Gareth didn’t hesitate to lunge forward. His massive hands wrapped tightly around the Anbieter’s comparatively thin neck. The Anbieter may have had enough status to live on a Titanian-ruled colony, but he had not been lucky enough to receive the military training need to fend off such a sudden attack.
“Insult me, I don’t give a shit. Come at my mother like that? That’s something else.” Gareth said through clenched teeth.
“Gareth, calm down!” Anwen cried as she tried grabbing his powerful wrists, but even her strength which was comparable to an average human man’s due to self-defence training from Gareth himself was not enough to pry his hands away.
“This scumbag called me a bastard… do you know what that says about your grandmother?” Gareth breathed, pressing even harder against his throat.
“Stop!” Anwen shrieked, tugging away at her father’s wrists. “You’re gonna kill him!”
“Is this what you want Stefan to see!?” Anwen shouted. “That you’re no better than the aliens you were born to?”

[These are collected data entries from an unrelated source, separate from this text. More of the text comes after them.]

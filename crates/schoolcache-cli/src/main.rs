//! schoolcache - command-line front end for the school-management backend.
//!
//! Every read goes through the cached client, so the commands keep working
//! from cached responses for a few minutes after the backend goes away.

use std::io;
use std::path::Path;

use anyhow::{anyhow, bail, Context, Result};
use serde::Serialize;
use tokio::io::{AsyncBufReadExt, BufReader};
use tracing::info;
use tracing_appender::non_blocking::WorkerGuard;
use tracing_subscriber::{fmt, prelude::*, EnvFilter};

use schoolcache_core::chat::ChatSession;
use schoolcache_core::models::{
    AttendanceStatus, AttendanceSummary, EventsResponse, FormattedScore, NewEvent, NewStudent,
    ScoreEntry,
};
use schoolcache_core::prefetch::prefetch_all;
use schoolcache_core::{ApiClient, Config};

// ============================================================================
// Constants
// ============================================================================

/// Log file name prefix inside `log_dir`
const LOG_FILE_PREFIX: &str = "schoolcache.log";

const USAGE: &str = "\
Usage: schoolcache <command> [args]

Reads:
  students                            List every student
  profile <guardian_mob> <dob>        Look up a student by guardian mobile and date of birth
  scores <student_id>                 Marks per sitting with averages
  attendance <student_id>             Attendance records and summary
  events                              Upcoming events
  report <student_id>                 Scores, attendance and events together
  warm                                Fetch everything into the cache

Writes:
  add-student <json>                  Create a student from a JSON body
  modify-student <student_id> <json>  Replace a student's editable fields
  remark <student_id> <text>          Set a student's remark
  delete-student <student_id>         Delete a student
  add-score <json>                    Record a mark
  mark-attendance <student_id> <date> <P|A>
  add-event <json>                    Create an event

Other:
  cache status                        List cached responses and their age
  cache clear                         Remove every cached response
  chat                                Talk to the demo assistant
";

/// Initialize the tracing subscriber for logging.
///
/// Logs go to stderr; when `log_dir` is set they are also written to a daily
/// file there. The returned guard must be held until exit to flush it.
fn init_tracing(log_dir: Option<&Path>) -> Option<WorkerGuard> {
    // Use RUST_LOG env var to control log level (e.g., RUST_LOG=debug)
    let filter = EnvFilter::try_from_default_env()
        .unwrap_or_else(|_| EnvFilter::new("warn"));

    let (file_layer, guard) = match log_dir {
        Some(dir) => {
            let appender = tracing_appender::rolling::daily(dir, LOG_FILE_PREFIX);
            let (writer, guard) = tracing_appender::non_blocking(appender);
            let layer = fmt::layer().with_ansi(false).with_writer(writer);
            (Some(layer), Some(guard))
        }
        None => (None, None),
    };

    tracing_subscriber::registry()
        .with(fmt::layer().with_writer(io::stderr))
        .with(file_layer)
        .with(filter)
        .init();

    guard
}

#[tokio::main]
async fn main() -> Result<()> {
    // Load .env file if present (silently ignore if not found)
    let _ = dotenvy::dotenv();

    let config = Config::load()?;
    let _guard = init_tracing(config.log_dir.as_deref());

    let args: Vec<String> = std::env::args().skip(1).collect();
    let Some(command) = args.first() else {
        eprint!("{}", USAGE);
        return Ok(());
    };
    if matches!(command.as_str(), "-h" | "--help" | "help") {
        print!("{}", USAGE);
        return Ok(());
    }

    if command == "chat" {
        return run_chat(&config).await;
    }

    let client = config.build_client()?;
    info!(base_url = %client.base_url(), command = %command, "schoolcache starting");

    let result = run_command(&client, command, &args[1..]).await;

    if !client.is_online() {
        eprintln!("Offline: the backend could not be reached; cached data was used where available.");
    }
    result
}

async fn run_command(client: &ApiClient, command: &str, args: &[String]) -> Result<()> {
    match command {
        "students" => print_json(&client.fetch_students().await?),
        "profile" => {
            let [mob, dob] = expect_args::<2>(command, args)?;
            print_json(&client.fetch_student_profile(mob, dob).await?)
        }
        "scores" => {
            let [id] = expect_args::<1>(command, args)?;
            let entries = client.fetch_student_scores(id).await?;
            print_scores(&FormattedScore::from_entries(&entries));
            Ok(())
        }
        "attendance" => {
            let [id] = expect_args::<1>(command, args)?;
            let entries = client.fetch_student_attendance(id).await?;
            print_json(&entries)?;
            print_summary(&AttendanceSummary::from_entries(&entries));
            Ok(())
        }
        "events" => {
            let events = EventsResponse { events: client.fetch_events().await? };
            print_json(&events.upcoming(&today()))
        }
        "report" => {
            let [id] = expect_args::<1>(command, args)?;
            run_report(client, id).await
        }
        "warm" => {
            let report = prefetch_all(client).await?;
            println!(
                "Cached {} responses for {} students ({} failed)",
                report.fetched,
                report.students,
                report.failed.len()
            );
            for (what, error) in &report.failed {
                eprintln!("  {}: {}", what, error);
            }
            Ok(())
        }
        "add-student" => {
            let [body] = expect_args::<1>(command, args)?;
            let student: NewStudent = parse_body(body)?;
            let response = client.add_student(&student).await?;
            match response.student_id {
                Some(id) => println!("Added student {}", id),
                None => println!("{}", response.message.unwrap_or_else(|| "Student added".to_string())),
            }
            Ok(())
        }
        "modify-student" => {
            let [id, body] = expect_args::<2>(command, args)?;
            let student: NewStudent = parse_body(body)?;
            println!("{}", client.modify_student(id, &student).await?.message);
            Ok(())
        }
        "remark" => {
            let [id, remark] = expect_args::<2>(command, args)?;
            println!("{}", client.modify_remark(id, remark).await?.message);
            Ok(())
        }
        "delete-student" => {
            let [id] = expect_args::<1>(command, args)?;
            println!("{}", client.delete_student(id).await?.message);
            Ok(())
        }
        "add-score" => {
            let [body] = expect_args::<1>(command, args)?;
            let score: ScoreEntry = parse_body(body)?;
            println!("{}", client.add_score(&score).await?.message);
            Ok(())
        }
        "mark-attendance" => {
            let [id, date, status] = expect_args::<3>(command, args)?;
            let status: AttendanceStatus = status.parse().map_err(|e: String| anyhow!(e))?;
            print_json(&client.add_attendance(id, date, status).await?)
        }
        "add-event" => {
            let [body] = expect_args::<1>(command, args)?;
            let event: NewEvent = parse_body(body)?;
            println!("{}", client.add_event(&event).await?.message);
            Ok(())
        }
        "cache" => match args.first().map(String::as_str) {
            Some("status") => {
                print_cache_status(client);
                Ok(())
            }
            Some("clear") => {
                println!("Removed {} cached responses", client.clear_cache());
                Ok(())
            }
            _ => bail!("Usage: schoolcache cache <status|clear>"),
        },
        other => bail!("Unknown command '{}'\n\n{}", other, USAGE),
    }
}

/// Fetch one student's scores and attendance alongside the event list
async fn run_report(client: &ApiClient, student_id: &str) -> Result<()> {
    let (scores, attendance, events) = tokio::join!(
        client.fetch_student_scores(student_id),
        client.fetch_student_attendance(student_id),
        client.fetch_events(),
    );

    println!("== Scores ==");
    match scores {
        Ok(entries) => print_scores(&FormattedScore::from_entries(&entries)),
        Err(e) => println!("  unavailable: {}", e),
    }

    println!("\n== Attendance ==");
    match attendance {
        Ok(entries) => print_summary(&AttendanceSummary::from_entries(&entries)),
        Err(e) => println!("  unavailable: {}", e),
    }

    println!("\n== Upcoming events ==");
    match events {
        Ok(events) => {
            let events = EventsResponse { events };
            let upcoming = events.upcoming(&today());
            if upcoming.is_empty() {
                println!("  none");
            }
            for event in upcoming {
                println!("  {} {}  {}", event.date, event.time, event.title);
            }
        }
        Err(e) => println!("  unavailable: {}", e),
    }
    Ok(())
}

/// Interactive demo assistant: one line in, one delayed reply out.
async fn run_chat(config: &Config) -> Result<()> {
    let session = ChatSession::new(config.chat_reply_delay());
    let mut transcript = session.subscribe();
    let mut shown = 0;

    let mut lines = BufReader::new(tokio::io::stdin()).lines();
    loop {
        for message in &transcript.borrow_and_update()[shown..] {
            let speaker = if message.is_user { "you" } else { "bot" };
            println!("{}: {}", speaker, message.text);
        }
        shown = transcript.borrow().len();

        if session.pending_replies() > 0 {
            transcript.changed().await.context("Chat session closed")?;
            continue;
        }

        let Some(line) = lines.next_line().await? else {
            break;
        };
        if matches!(line.trim(), "quit" | "exit") {
            break;
        }
        if session.send(&line) {
            // The user's own line is already on screen
            shown += 1;
        }
    }

    session.close();
    Ok(())
}

// ============================================================================
// Helpers
// ============================================================================

fn expect_args<'a, const N: usize>(command: &str, args: &'a [String]) -> Result<[&'a str; N]> {
    if args.len() != N {
        bail!("'{}' takes {} argument(s), got {}\n\n{}", command, N, args.len(), USAGE);
    }
    let mut out = [""; N];
    for (slot, arg) in out.iter_mut().zip(args) {
        *slot = arg.as_str();
    }
    Ok(out)
}

fn parse_body<T: serde::de::DeserializeOwned>(body: &str) -> Result<T> {
    serde_json::from_str(body).context("Request body is not valid JSON for this command")
}

fn print_json<T: Serialize + ?Sized>(value: &T) -> Result<()> {
    println!("{}", serde_json::to_string_pretty(value)?);
    Ok(())
}

fn today() -> String {
    chrono::Local::now().format("%Y-%m-%d").to_string()
}

fn fmt_mark(mark: Option<f64>) -> String {
    mark.map(|m| format!("{:.0}", m)).unwrap_or_else(|| "-".to_string())
}

fn print_scores(rows: &[FormattedScore]) {
    if rows.is_empty() {
        println!("  no scores recorded");
        return;
    }
    println!(
        "  {:<12} {:<8} {:>5} {:>7} {:>7} {:>7} {:>7}",
        "Date", "Test", "Math", "Science", "English", "History", "Avg"
    );
    for row in rows {
        let avg = row
            .average()
            .map(|a| format!("{:.1}", a))
            .unwrap_or_else(|| "-".to_string());
        println!(
            "  {:<12} {:<8} {:>5} {:>7} {:>7} {:>7} {:>7}",
            row.date,
            row.test_type.to_string(),
            fmt_mark(row.math),
            fmt_mark(row.science),
            fmt_mark(row.english),
            fmt_mark(row.history),
            avg
        );
    }
}

fn print_summary(summary: &AttendanceSummary) {
    println!(
        "  {} days recorded: {} present, {} absent ({:.1}% present)",
        summary.total_days, summary.present_days, summary.absent_days, summary.present_rate
    );
}

fn print_cache_status(client: &ApiClient) {
    let stats = client.cache().stats();
    println!(
        "{} cached responses ({} valid, {} expired), {} bytes stored, TTL {}s",
        stats.entries.len(),
        stats.valid_count(),
        stats.expired_count(),
        stats.used_bytes,
        client.cache().ttl_ms() / 1000
    );
    for entry in &stats.entries {
        let marker = if entry.expired { " (expired)" } else { "" };
        println!("  {:<45} {:>8}  {}{}", entry.key, entry.bytes, entry.age, marker);
    }
}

Hearing overwhelm in his normally calm daughter, Gareth’s grip loosened considerably, but he still held the other Titanian’s throat. She had a point. He didn’t want Stefan to hate him, but by the end of their visit to Derban, it might have been inevitable.
As Gareth slowly unlatched from the Anbieter’s throat, soft, slow footsteps approached the barn. As the person’s figure came into view, a smile came about his face. Although he was more than capable of it, he didn’t kill the Anbieter. Instead, he wanted to incapacitate him for just enough time that he would have to recover the strength in his neck and breathe properly before he could put his mask on. That way, the Black Shield would’ve seen his face, and their trust in him would’ve automatically plummeted. Unfortunately, it was not an ordinary soldier who had come to see their boss. But finding out that her leader was a Titanian was nothing in comparison to the news she had to deliver.
“Anbieter,” Vigdis said with a tear-stricken face and a very shaky voice. “You have to come see this.”